La transaction transférerait la propriété des biens de l'hôpital à Infracore, tout en conservant le contrôle opérationnel à GZO Spital Wetzikon. Aucun transfert de licences d'exploitation, de contrats de travail ou de données à propos des patients n'est envisagé, et l'hôpital resterait l'exploitant unique dans le cadre d'un contrat de bail d'une durée de 30 ans, avec des options de renouvellement. Infracore s'engage également à achever un projet d'extension inachevé, mais uniquement après que les activités fondamentales de l'hôpital seront stabilisées, GZO conservant un droit de préemption négocié à l'avance sur les locaux terminés.
Infracore a souligné que l'accord ne nécessite aucun fonds publics supplémentaires ni d'augmentations de capital de la part des municipalités actionnaires de l'hôpital.
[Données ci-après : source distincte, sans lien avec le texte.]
use clap::{Args, Parser, Subcommand, ValueEnum};
use std::path::PathBuf;

/// Turn a screen recording into a handover document
#[derive(Parser, Debug)]
#[command(
    name = "hikitsugi",
    about = "Turn a screen recording into a handover document",
    version,
    author,
    long_about = "hikitsugi uploads a recording of a business task to the handover server, \
                  follows its processing live, asks a few scoping questions and downloads \
                  the generated handover document."
)]
pub struct CliArgs {
    #[command(subcommand)]
    pub command: Commands,

    #[arg(long, global = true, value_name = "LEVEL", help = "Set logging level")]
    pub log_level: Option<String>,

    #[arg(short = 'v', long, global = true, help = "Enable debug logging")]
    pub verbose: bool,

    #[arg(
        short = 'q',
        long,
        global = true,
        conflicts_with = "verbose",
        help = "Quiet mode - suppress non-error output"
    )]
    pub quiet: bool,
}

#[derive(Subcommand, Debug)]
pub enum Commands {
    #[command(
        about = "Upload a recording and produce its handover document",
        long_about = "Uploads the recording, follows processing, asks the scoping questions \
                      on the terminal and prints the generated document.\n\n\
                      Examples:\n  \
                      hikitsugi run meeting.mp4\n  \
                      hikitsugi run meeting.mp4 --title \"月次請求\" --author 佐藤\n  \
                      hikitsugi run meeting.mp4 --format json --output handover.json"
    )]
    Run(RunArgs),

    #[command(about = "Show the server-side status of a session")]
    Status(StatusArgs),

    #[command(about = "Download the stored document of a finished session")]
    Document(DocumentArgs),

    #[command(about = "List the scoping questions")]
    Questions(QuestionsArgs),

    #[command(about = "Show the effective configuration")]
    Config(ConfigArgs),
}

/// Options shared by every command that talks to the server
#[derive(Args, Debug, Clone, Default)]
pub struct ServerArgs {
    #[arg(long, value_name = "URL", help = "Server base URL (overrides HIKITSUGI_SERVER_URL)")]
    pub server: Option<String>,

    #[arg(
        long,
        value_name = "SECONDS",
        help = "Request timeout in seconds (overrides HIKITSUGI_REQUEST_TIMEOUT)"
    )]
    pub timeout: Option<u64>,
}

#[derive(Parser, Debug, Clone)]
pub struct RunArgs {
    #[arg(value_name = "FILE", help = "Recording to upload")]
    pub file: PathBuf,

    #[arg(long, value_name = "ID", help = "Session id (a new UUID by default)")]
    pub session_id: Option<String>,

    #[arg(long, value_name = "TEXT", default_value = "", help = "Business title")]
    pub title: String,

    #[arg(long, value_name = "NAME", default_value = "", help = "Author name")]
    pub author: String,

    #[arg(long, value_name = "TEXT", default_value = "", help = "Additional notes")]
    pub notes: String,

    #[command(flatten)]
    pub server: ServerArgs,

    #[arg(
        short = 'f',
        long,
        value_enum,
        default_value = "human",
        help = "Output format"
    )]
    pub format: OutputFormatArg,

    #[arg(
        short = 'o',
        long,
        value_name = "FILE",
        help = "Write output to file instead of stdout"
    )]
    pub output: Option<PathBuf>,
}

#[derive(Parser, Debug, Clone)]
pub struct StatusArgs {
    #[arg(value_name = "SESSION_ID")]
    pub session_id: String,

    #[command(flatten)]
    pub server: ServerArgs,

    #[arg(
        short = 'f',
        long,
        value_enum,
        default_value = "human",
        help = "Output format"
    )]
    pub format: OutputFormatArg,
}

#[derive(Parser, Debug, Clone)]
pub struct DocumentArgs {
    #[arg(value_name = "SESSION_ID")]
    pub session_id: String,

    #[command(flatten)]
    pub server: ServerArgs,

    #[arg(
        short = 'o',
        long,
        value_name = "FILE",
        help = "Write the document to file instead of stdout"
    )]
    pub output: Option<PathBuf>,
}

#[derive(Parser, Debug, Clone)]
pub struct QuestionsArgs {
    #[arg(
        short = 'f',
        long,
        value_enum,
        default_value = "human",
        help = "Output format"
    )]
    pub format: OutputFormatArg,
}

#[derive(Parser, Debug, Clone)]
pub struct ConfigArgs {
    #[command(flatten)]
    pub server: ServerArgs,

    #[arg(
        short = 'f',
        long,
        value_enum,
        default_value = "human",
        help = "Output format"
    )]
    pub format: OutputFormatArg,
}

#[derive(ValueEnum, Debug, Clone, Copy, PartialEq, Eq)]
pub enum OutputFormatArg {
    Json,
    Yaml,
    Human,
}

impl From<OutputFormatArg> for super::output::OutputFormat {
    fn from(arg: OutputFormatArg) -> Self {
        match arg {
            OutputFormatArg::Json => super::output::OutputFormat::Json,
            OutputFormatArg::Yaml => super::output::OutputFormat::Yaml,
            OutputFormatArg::Human => super::output::OutputFormat::Human,
        }
    }
}
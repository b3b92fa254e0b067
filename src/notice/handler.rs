//! Workflow notices and the handler trait

use crate::controllers::{Question, ScopingInsight};
use crate::machine::FailedStep;
use crate::session::Phase;

/// User-visible happenings of a workflow run
#[derive(Debug, Clone, PartialEq)]
pub enum WorkflowNotice {
    PhaseChanged { from: Phase, to: Phase },

    UploadStarted { file_name: String },

    /// Processing progress reported by the server
    Progress { step: String, percent: u8 },

    ScopingUpdated(ScopingInsight),

    /// A question is waiting for an answer; `index` is 0-based
    QuestionAsked {
        index: usize,
        total: usize,
        question: Question,
    },

    AnswerRejected { reason: String },

    /// Answers were submitted and the server is analyzing the recording
    AnalysisStarted,

    /// A request/response step failed; it is not retried
    StepFailed { step: FailedStep, message: String },

    /// The server moved the session to its error phase
    ServerError,

    /// Live updates stopped after the reconnection budget ran out
    ConnectionFailed { attempts: u32 },

    Completed {
        document: Option<String>,
        analysis: Option<String>,
    },
}

/// Receives workflow notices
pub trait NoticeHandler: Send + Sync {
    fn on_notice(&self, notice: &WorkflowNotice);
}

/// No-op handler that ignores all notices
#[derive(Debug, Default, Clone, Copy)]
pub struct NoOpHandler;

impl NoticeHandler for NoOpHandler {
    fn on_notice(&self, _notice: &WorkflowNotice) {}
}
//! Logging-based notice handler

use super::{NoticeHandler, WorkflowNotice};
use tracing::{debug, error, info, warn};

/// Handler that logs notices using tracing
#[derive(Debug, Default, Clone, Copy)]
pub struct LoggingHandler;

impl NoticeHandler for LoggingHandler {
    fn on_notice(&self, notice: &WorkflowNotice) {
        match notice {
            WorkflowNotice::PhaseChanged { from, to } => {
                info!(from = %from, to = %to, "Phase changed");
            }
            WorkflowNotice::UploadStarted { file_name } => {
                info!(file = %file_name, "Uploading");
            }
            WorkflowNotice::Progress { step, percent } => {
                debug!(step = %step, percent, "Processing progress");
            }
            WorkflowNotice::ScopingUpdated(insight) => {
                info!(
                    task_summary = insight.task_summary.is_resolved(),
                    audience = insight.audience.is_resolved(),
                    policy_suggestions = insight.policy_suggestions.is_resolved(),
                    "Scoping insight received"
                );
            }
            WorkflowNotice::QuestionAsked {
                index,
                total,
                question,
            } => {
                info!(
                    question = %question.id,
                    progress = format!("{}/{}", index + 1, total),
                    "Waiting for answer"
                );
            }
            WorkflowNotice::AnswerRejected { reason } => {
                warn!(reason = %reason, "Answer rejected");
            }
            WorkflowNotice::AnalysisStarted => {
                info!("Analysis started");
            }
            WorkflowNotice::StepFailed { step, message } => {
                error!(step = %step, message = %message, "Step failed");
            }
            WorkflowNotice::ServerError => {
                error!("Server reported an error for this session");
            }
            WorkflowNotice::ConnectionFailed { attempts } => {
                error!(attempts, "Lost connection to the event stream");
            }
            WorkflowNotice::Completed { document, analysis } => {
                info!(
                    document_bytes = document.as_ref().map_or(0, String::len),
                    analysis_bytes = analysis.as_ref().map_or(0, String::len),
                    "Workflow complete"
                );
            }
        }
    }
}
La société a affirmé que l'acceptation de son offre entraînerait une « augmentation substantielle des dividendes en espèces » pour les créanciers. Le PDG d'Infracore, Eric Frey, a décrit la proposition comme étant « simple, entièrement financée et légalement applicable au cours du délai légal ». Il a ajouté que le financement de l'expansion serait différé jusqu'à ce que la situation financière de GZO se stabilise après la restructuration.
Cette décision fait suite aux rumeurs selon lesquelles Antoine Hubert, président du conseil d’administration d'Aevis Victoria (qui détient des participations importantes dans Infracore et Swiss Medical Network (SMN)), envisagerait une solution hypothétique dans le domaine immobilier. SMN est l'une des deux parties ayant présenté des propositions pour les actifs de l'hôpital, en concurrence avec le Groupe Thurmed, qui avait proposé une participation en capital. L'offre d'Infracore est considérée comme une tentative de pression visant à inciter les autres parties concernées à formaliser leurs propositions et à soumettre celles-ci rapidement à l'examen de la direction de l'hôpital et des administrateurs de la liquidation pour qu'elles soient examinées par les créanciers.
Infracore a cité sa récente transaction de vente avec location à See-Spital à Horgen comme un précédent, présentant la proposition de GZO comme faisant partie d'une stratégie plus large dans la restructuration des établissements hospitaliers en Suisse.